These frameworks all point to the same operational reality: the mortgagee must be deliberate, transparent and commercially reasonable in preparing, marketing and conducting the sale, and must account correctly for the proceeds.

Preconditions to sale

Before taking possession and selling, ensure the contractual and statutory preconditions are strictly met:

  • Default: There must be a default enlivening the power of sale under the mortgage and relevant statute.
  • Notice: Serve the required default/notice of exercise of power. In Torrens jurisdictions, notice requirements are prescribed and typically require at least one month’s opportunity to remedy. For corporate borrowers, check for any administration or scheme which may impose a moratorium.
  • Possession: Consider the safest route to possession (peaceable re-entry where lawful, court order where contested, or appointment of a receiver). For leased property, confirm tenant rights and compliance with residential or retail leasing regimes.
  • Cross-border assets: For assets outside your home State, follow that jurisdiction’s procedural rules and engage local agents and practitioners.

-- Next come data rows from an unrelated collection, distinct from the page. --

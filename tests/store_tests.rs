mod common;

use std::sync::{Arc, Mutex};

use bytes::Bytes;
use content_store::codec::gzip::{self, ContentEncoding};
use content_store::mime::MimeRegistry;
use content_store::store::{
    ContentStore, ObjectListener, Representation, StoreError, UploadRequest, UploadTarget,
};

use common::{HELLO, HELLO_LOCATION};

fn test_store() -> (tempfile::TempDir, ContentStore) {
    let dir = tempfile::tempdir().unwrap();
    let store = ContentStore::open(dir.path().join("data"), Arc::new(MimeRegistry::builtin())).unwrap();
    (dir, store)
}

fn post(directory: &str, content_type: &str, encoding: ContentEncoding) -> UploadRequest {
    UploadRequest {
        target: UploadTarget::directory(directory).unwrap(),
        content_type: Some(content_type.to_string()),
        encoding,
    }
}

fn put(location: &str) -> UploadRequest {
    UploadRequest {
        target: UploadTarget::exact(location).unwrap(),
        content_type: Some("application/octet-stream".to_string()),
        encoding: ContentEncoding::Identity,
    }
}

#[derive(Default)]
struct Recorder(Mutex<Vec<String>>);

impl ObjectListener for Recorder {
    fn object_stored(&self, stored_path: &str) {
        self.0.lock().unwrap().push(stored_path.to_string());
    }
}

#[tokio::test]
async fn test_store_derives_location_from_content() {
    let (_dir, store) = test_store();

    let stored = store
        .store_bytes(post("/foo", "text/plain", ContentEncoding::Identity), Bytes::from_static(HELLO))
        .await
        .unwrap();

    assert_eq!(stored.location, HELLO_LOCATION);
    assert_eq!(stored.stored_path, HELLO_LOCATION);
    assert!(stored.new_object);
    assert_eq!(std::fs::read(store.disk_path(HELLO_LOCATION)).unwrap(), HELLO);
}

#[tokio::test]
async fn test_duplicate_upload_returns_same_location() {
    let (_dir, store) = test_store();
    let recorder = Arc::new(Recorder::default());
    let store = store.with_listener(recorder.clone());

    let first = store
        .store_bytes(post("/foo", "text/plain", ContentEncoding::Identity), Bytes::from_static(HELLO))
        .await
        .unwrap();
    let second = store
        .store_bytes(post("/foo", "text/plain", ContentEncoding::Identity), Bytes::from_static(HELLO))
        .await
        .unwrap();

    assert_eq!(first.location, second.location);
    assert!(first.new_object);
    assert!(!second.new_object);
    assert_eq!(*recorder.0.lock().unwrap(), vec![HELLO_LOCATION.to_string()]);
}

#[tokio::test]
async fn test_unknown_type_has_no_extension() {
    let (_dir, store) = test_store();

    let stored = store
        .store_bytes(
            post("/foo", "application/x-unheard-of", ContentEncoding::Identity),
            Bytes::from_static(HELLO),
        )
        .await
        .unwrap();

    assert_eq!(stored.location, "/foo/VK/IkE8vD0ebj4GXaUswGEsNLtHBzSoewPuF0pmhkqRH");
}

#[tokio::test]
async fn test_empty_directory_uses_default() {
    let (_dir, store) = test_store();

    let stored = store
        .store_bytes(post("/", "text/plain", ContentEncoding::Identity), Bytes::from_static(HELLO))
        .await
        .unwrap();

    assert!(stored.location.starts_with("/default/VK/"));
}

#[tokio::test]
async fn test_collision_probes_next_slot() {
    let (_dir, store) = test_store();
    let occupied = store.disk_path(HELLO_LOCATION);
    std::fs::create_dir_all(occupied.parent().unwrap()).unwrap();
    std::fs::write(&occupied, b"something else entirely").unwrap();

    let stored = store
        .store_bytes(post("/foo", "text/plain", ContentEncoding::Identity), Bytes::from_static(HELLO))
        .await
        .unwrap();
    assert_eq!(stored.location, "/foo/VK/IkE8vD0ebj4GXaUswGEsNLtHBzSoewPuF0pmhkqRH_2.txt");
    assert!(stored.new_object);

    // the probe settles on the byte-identical copy from then on
    let again = store
        .store_bytes(post("/foo", "text/plain", ContentEncoding::Identity), Bytes::from_static(HELLO))
        .await
        .unwrap();
    assert_eq!(again.location, stored.location);
    assert!(!again.new_object);
    assert_eq!(std::fs::read(&occupied).unwrap(), b"something else entirely");
}

#[tokio::test]
async fn test_gzip_transfer_is_stored_compressed() {
    let (_dir, store) = test_store();
    let wire = gzip::compress(HELLO).unwrap();

    let stored = store
        .store_bytes(post("/foo", "text/plain", ContentEncoding::Gzip), Bytes::from(wire.clone()))
        .await
        .unwrap();

    assert_eq!(stored.location, HELLO_LOCATION);
    assert_eq!(stored.stored_path, format!("{HELLO_LOCATION}.gz"));
    assert!(!store.disk_path(HELLO_LOCATION).exists());
    assert_eq!(std::fs::read(store.disk_path(&stored.stored_path)).unwrap(), wire);
}

#[tokio::test]
async fn test_plain_and_compressed_uploads_share_location() {
    let (_dir, store) = test_store();

    let compressed = store
        .store_bytes(
            post("/foo", "text/plain", ContentEncoding::Gzip),
            Bytes::from(gzip::compress(HELLO).unwrap()),
        )
        .await
        .unwrap();
    let plain = store
        .store_bytes(post("/foo", "text/plain", ContentEncoding::Identity), Bytes::from_static(HELLO))
        .await
        .unwrap();

    assert_eq!(plain.location, compressed.location);
    assert!(!plain.new_object);
    assert_eq!(plain.stored_path, compressed.stored_path);
    assert!(!store.disk_path(HELLO_LOCATION).exists());
}

#[tokio::test]
async fn test_gzip_file_is_stored_as_uploaded() {
    let (_dir, store) = test_store();
    let artifact = gzip::compress(HELLO).unwrap();

    let stored = store
        .store_bytes(
            post("/foo", "application/gzip", ContentEncoding::Identity),
            Bytes::from(artifact.clone()),
        )
        .await
        .unwrap();

    // named by the hash of what is inside the archive
    assert_eq!(stored.location, "/foo/VK/IkE8vD0ebj4GXaUswGEsNLtHBzSoewPuF0pmhkqRH.gz");
    assert_eq!(stored.stored_path, stored.location);
    assert_eq!(std::fs::read(store.disk_path(&stored.location)).unwrap(), artifact);
}

#[tokio::test]
async fn test_gzip_file_sent_gzipped_keeps_one_layer() {
    let (_dir, store) = test_store();
    let artifact = gzip::compress(HELLO).unwrap();

    let stored = store
        .store_bytes(
            post("/foo", "application/gzip", ContentEncoding::Gzip),
            Bytes::from(gzip::compress(&artifact).unwrap()),
        )
        .await
        .unwrap();

    assert_eq!(stored.location, "/foo/VK/IkE8vD0ebj4GXaUswGEsNLtHBzSoewPuF0pmhkqRH.gz");
    assert_eq!(std::fs::read(store.disk_path(&stored.location)).unwrap(), artifact);
}

#[tokio::test]
async fn test_corrupt_transfer_encoding_is_rejected() {
    let (dir, store) = test_store();

    let result = store
        .store_bytes(
            post("/foo", "text/plain", ContentEncoding::Gzip),
            Bytes::from_static(b"definitely not gzip"),
        )
        .await;

    assert!(matches!(result, Err(StoreError::Decompression(_))));
    assert!(common::temp_files(dir.path()).is_empty());
}

#[tokio::test]
async fn test_upload_size_limit() {
    let (dir, store) = test_store();
    let store = store.with_max_upload_size(Some(4));

    let result = store
        .store_bytes(post("/foo", "text/plain", ContentEncoding::Identity), Bytes::from_static(HELLO))
        .await;

    assert!(matches!(result, Err(StoreError::PayloadTooLarge(4))));
    assert!(common::temp_files(dir.path()).is_empty());
}

#[tokio::test]
async fn test_put_at_exact_location() {
    let (_dir, store) = test_store();

    let stored = store.store_bytes(put(HELLO_LOCATION), Bytes::from_static(HELLO)).await.unwrap();
    assert_eq!(stored.location, HELLO_LOCATION);
    assert!(stored.new_object);

    let again = store.store_bytes(put(HELLO_LOCATION), Bytes::from_static(HELLO)).await.unwrap();
    assert!(!again.new_object);
}

#[tokio::test]
async fn test_put_with_wrong_hash_is_rejected() {
    let (_dir, store) = test_store();

    let result = store
        .store_bytes(put(HELLO_LOCATION), Bytes::from_static(b"goodbye world\n"))
        .await;

    assert!(matches!(result, Err(StoreError::WrongLocation(_))));
    assert!(!store.disk_path(HELLO_LOCATION).exists());
}

#[tokio::test]
async fn test_put_into_occupied_slot_conflicts() {
    let (_dir, store) = test_store();
    let occupied = store.disk_path(HELLO_LOCATION);
    std::fs::create_dir_all(occupied.parent().unwrap()).unwrap();
    std::fs::write(&occupied, b"something else entirely").unwrap();

    let result = store.store_bytes(put(HELLO_LOCATION), Bytes::from_static(HELLO)).await;

    assert!(matches!(result, Err(StoreError::SlotConflict(_))));
}

#[tokio::test]
async fn test_put_rejects_malformed_paths() {
    assert!(matches!(UploadTarget::exact("/foo/bar"), Err(StoreError::WrongLocation(_))));
    assert!(matches!(
        UploadTarget::exact("/foo/_upload1/VK/IkE8vD0ebj4GXaUswGEsNLtHBzSoewPuF0pmhkqRH"),
        Err(StoreError::InvalidPath(_))
    ));
}

#[tokio::test]
async fn test_put_of_storage_compressed_bytes() {
    let (_dir, store) = test_store();

    // what a replicating peer sends for a `.txt.gz` file
    let stored = store
        .store_bytes(put(HELLO_LOCATION), Bytes::from(gzip::compress(HELLO).unwrap()))
        .await
        .unwrap();

    assert_eq!(stored.location, HELLO_LOCATION);
    assert_eq!(stored.stored_path, format!("{HELLO_LOCATION}.gz"));
}

#[tokio::test]
async fn test_put_of_storage_name_matches_raw_copy() {
    let (_dir, store) = test_store();
    store
        .store_bytes(post("/foo", "text/plain", ContentEncoding::Identity), Bytes::from_static(HELLO))
        .await
        .unwrap();

    // the name a peer holding the compressed copy pushes under
    let stored = store
        .store_bytes(
            put(&format!("{HELLO_LOCATION}.gz")),
            Bytes::from(gzip::compress(HELLO).unwrap()),
        )
        .await
        .unwrap();

    assert!(!stored.new_object);
    assert_eq!(stored.location, HELLO_LOCATION);
    assert_eq!(stored.stored_path, HELLO_LOCATION);
    assert!(!store.disk_path(&format!("{HELLO_LOCATION}.gz")).exists());
    let files = std::fs::read_dir(store.disk_path("/foo/VK")).unwrap().count();
    assert_eq!(files, 1);
}

#[tokio::test]
async fn test_put_of_storage_name_with_other_raw_content_conflicts() {
    let (_dir, store) = test_store();
    store
        .store_bytes(post("/foo", "text/plain", ContentEncoding::Identity), Bytes::from_static(HELLO))
        .await
        .unwrap();
    std::fs::write(store.disk_path(HELLO_LOCATION), b"tampered\n").unwrap();

    let result = store
        .store_bytes(
            put(&format!("{HELLO_LOCATION}.gz")),
            Bytes::from(gzip::compress(HELLO).unwrap()),
        )
        .await;
    assert!(matches!(result, Err(StoreError::SlotConflict(_))));
}

#[tokio::test]
async fn test_lookup_variants() {
    let (_dir, store) = test_store();
    store
        .store_bytes(
            post("/foo", "text/plain", ContentEncoding::Gzip),
            Bytes::from(gzip::compress(HELLO).unwrap()),
        )
        .await
        .unwrap();

    let found = store.lookup(HELLO_LOCATION).await.unwrap().unwrap();
    assert_eq!(found.representation, Representation::StorageCompressed);
    assert_eq!(found.extension.as_deref(), Some("txt"));
    assert_eq!(found.etag, "\"VKIkE8vD0ebj4GXaUswGEsNLtHBzSoewPuF0pmhkqRH\"");

    // the storage file itself, served as a gzip file
    let found = store.lookup(&format!("{HELLO_LOCATION}.gz")).await.unwrap().unwrap();
    assert_eq!(found.representation, Representation::Raw);
    assert_eq!(found.extension.as_deref(), Some("gz"));

    // no extension: any stored file with that stem
    let found = store
        .lookup("/foo/VK/IkE8vD0ebj4GXaUswGEsNLtHBzSoewPuF0pmhkqRH")
        .await
        .unwrap()
        .unwrap();
    assert_eq!(found.representation, Representation::StorageCompressed);
    assert_eq!(found.extension.as_deref(), Some("txt"));

    assert!(store.lookup("/foo/VK/IkE8vD0ebj4GXaUswGEsNLtHBzSoewPuF0pmhkqRH.html").await.unwrap().is_none());
    assert!(store.lookup("/foo/VK").await.unwrap().is_none());
    assert!(store.lookup("/").await.unwrap().is_none());
}

#[tokio::test]
async fn test_missing_lines_echo_input() {
    let (_dir, store) = test_store();
    store
        .store_bytes(post("/foo", "text/plain", ContentEncoding::Identity), Bytes::from_static(HELLO))
        .await
        .unwrap();

    let list = format!(
        "{HELLO_LOCATION}\r\n/foo/AB/missing\n\n/bar/CD/also-missing.txt.gz\r\n/foo/EF/unterminated"
    );
    let missing = store.missing_lines(list.as_bytes());

    assert_eq!(
        String::from_utf8(missing).unwrap(),
        "/foo/AB/missing\n\n/bar/CD/also-missing.txt.gz\r\n/foo/EF/unterminated"
    );
}

#[tokio::test]
async fn test_missing_lines_accept_storage_variant() {
    let (_dir, store) = test_store();
    store
        .store_bytes(
            post("/foo", "text/plain", ContentEncoding::Gzip),
            Bytes::from(gzip::compress(HELLO).unwrap()),
        )
        .await
        .unwrap();

    let list = format!("{HELLO_LOCATION}\n{HELLO_LOCATION}.gz\n");
    assert!(store.missing_lines(list.as_bytes()).is_empty());
}

#[tokio::test]
async fn test_missing_lines_accept_raw_copy_of_storage_name() {
    let (_dir, store) = test_store();
    store
        .store_bytes(post("/foo", "text/plain", ContentEncoding::Identity), Bytes::from_static(HELLO))
        .await
        .unwrap();

    let list = format!("{HELLO_LOCATION}.gz\n");
    assert!(store.missing_lines(list.as_bytes()).is_empty());
    assert!(store.is_present(&format!("{HELLO_LOCATION}.gz")));
    assert!(!store.is_present("/.gz"));
}

#[tokio::test]
async fn test_enumerate_lists_stored_files() {
    let (_dir, store) = test_store();
    store
        .store_bytes(post("/foo", "text/plain", ContentEncoding::Identity), Bytes::from_static(HELLO))
        .await
        .unwrap();
    let compressed = store
        .store_bytes(
            post("/bar/baz", "text/html", ContentEncoding::Gzip),
            Bytes::from(gzip::compress(b"<p>hi</p>").unwrap()),
        )
        .await
        .unwrap();
    std::fs::write(store.root().join("foo").join("_upload42"), b"partial").unwrap();
    std::fs::write(store.root().join("stray.txt"), b"not an object").unwrap();

    let mut paths: Vec<String> = store.enumerate().map(Result::unwrap).collect();
    paths.sort();

    let mut expected = vec![HELLO_LOCATION.to_string(), compressed.stored_path];
    expected.sort();
    assert_eq!(paths, expected);
}

#[tokio::test]
async fn test_sweep_removes_abandoned_uploads() {
    let (_dir, store) = test_store();
    let pending = store.begin_upload("/foo").await.unwrap();
    std::fs::create_dir_all(store.root().join("bar")).unwrap();
    std::fs::write(store.root().join("bar").join("_upload7"), b"partial").unwrap();
    // a crashed process never gets to run destructors
    std::mem::forget(pending);

    assert_eq!(store.sweep_temp_files().unwrap(), 2);
    assert!(common::temp_files(store.root()).is_empty());
    assert_eq!(store.sweep_temp_files().unwrap(), 0);
}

Duty to obtain a proper price: what “reasonable care” looks like in practice

Valuation and price setting

Courts look first to whether the mortgagee anchored the campaign in evidence. Practical steps include:

  • Obtain at least one independent valuation from a suitably qualified valuer with local expertise. For higher-risk sales or atypical assets, consider two valuations or a valuation plus a broker price opinion.
  • Ensure the valuation brief is complete: title particulars, zoning, planning approvals, leases, outgoings, contamination, improvements, known defects, and comparable sales data.
  • Review and question assumptions that materially impact value (e.g., development potential, vacancy, capitalisation rates, special purchasers).
  • Set reserve/asking price by reference to valuation range and contemporaneous comparables, not solely the debt balance.

Preparing the asset

A mortgagee need not enhance the property, but must avoid steps that unnecessarily depress market value:

  • Secure and preserve: change locks, decommission unsafe plant, address obvious safety hazards, and prevent vandalism or theft.
  • Maintain essential services where reasonable during marketing (electricity for lighting and inspections, water for amenities), to avoid discouraging buyers.
  • Rectify minor issues that materially affect saleability at low cost (clearing rubbish, basic cleaning, mowing). Record the cost-benefit analysis.
  • Address compliance items that could derail a sale (smoke alarms, pool fencing certificates, strata or body corporate disclosure packs, building approvals). Obtain and provide disclosure documents required under State law.

Method of sale

Selection of sale method must be defensible:

  • Auction is commonly preferred for residential property in metropolitan markets because it is transparent, time-bound and price-discovering.
  • Private treaty may be better for commercial, specialised or regional assets requiring targeted buyer engagement and longer due diligence.
  • Expressions of interest (EOI) or tenders suit complex assets, development sites and going concerns where conditional offers and comparative evaluation are expected.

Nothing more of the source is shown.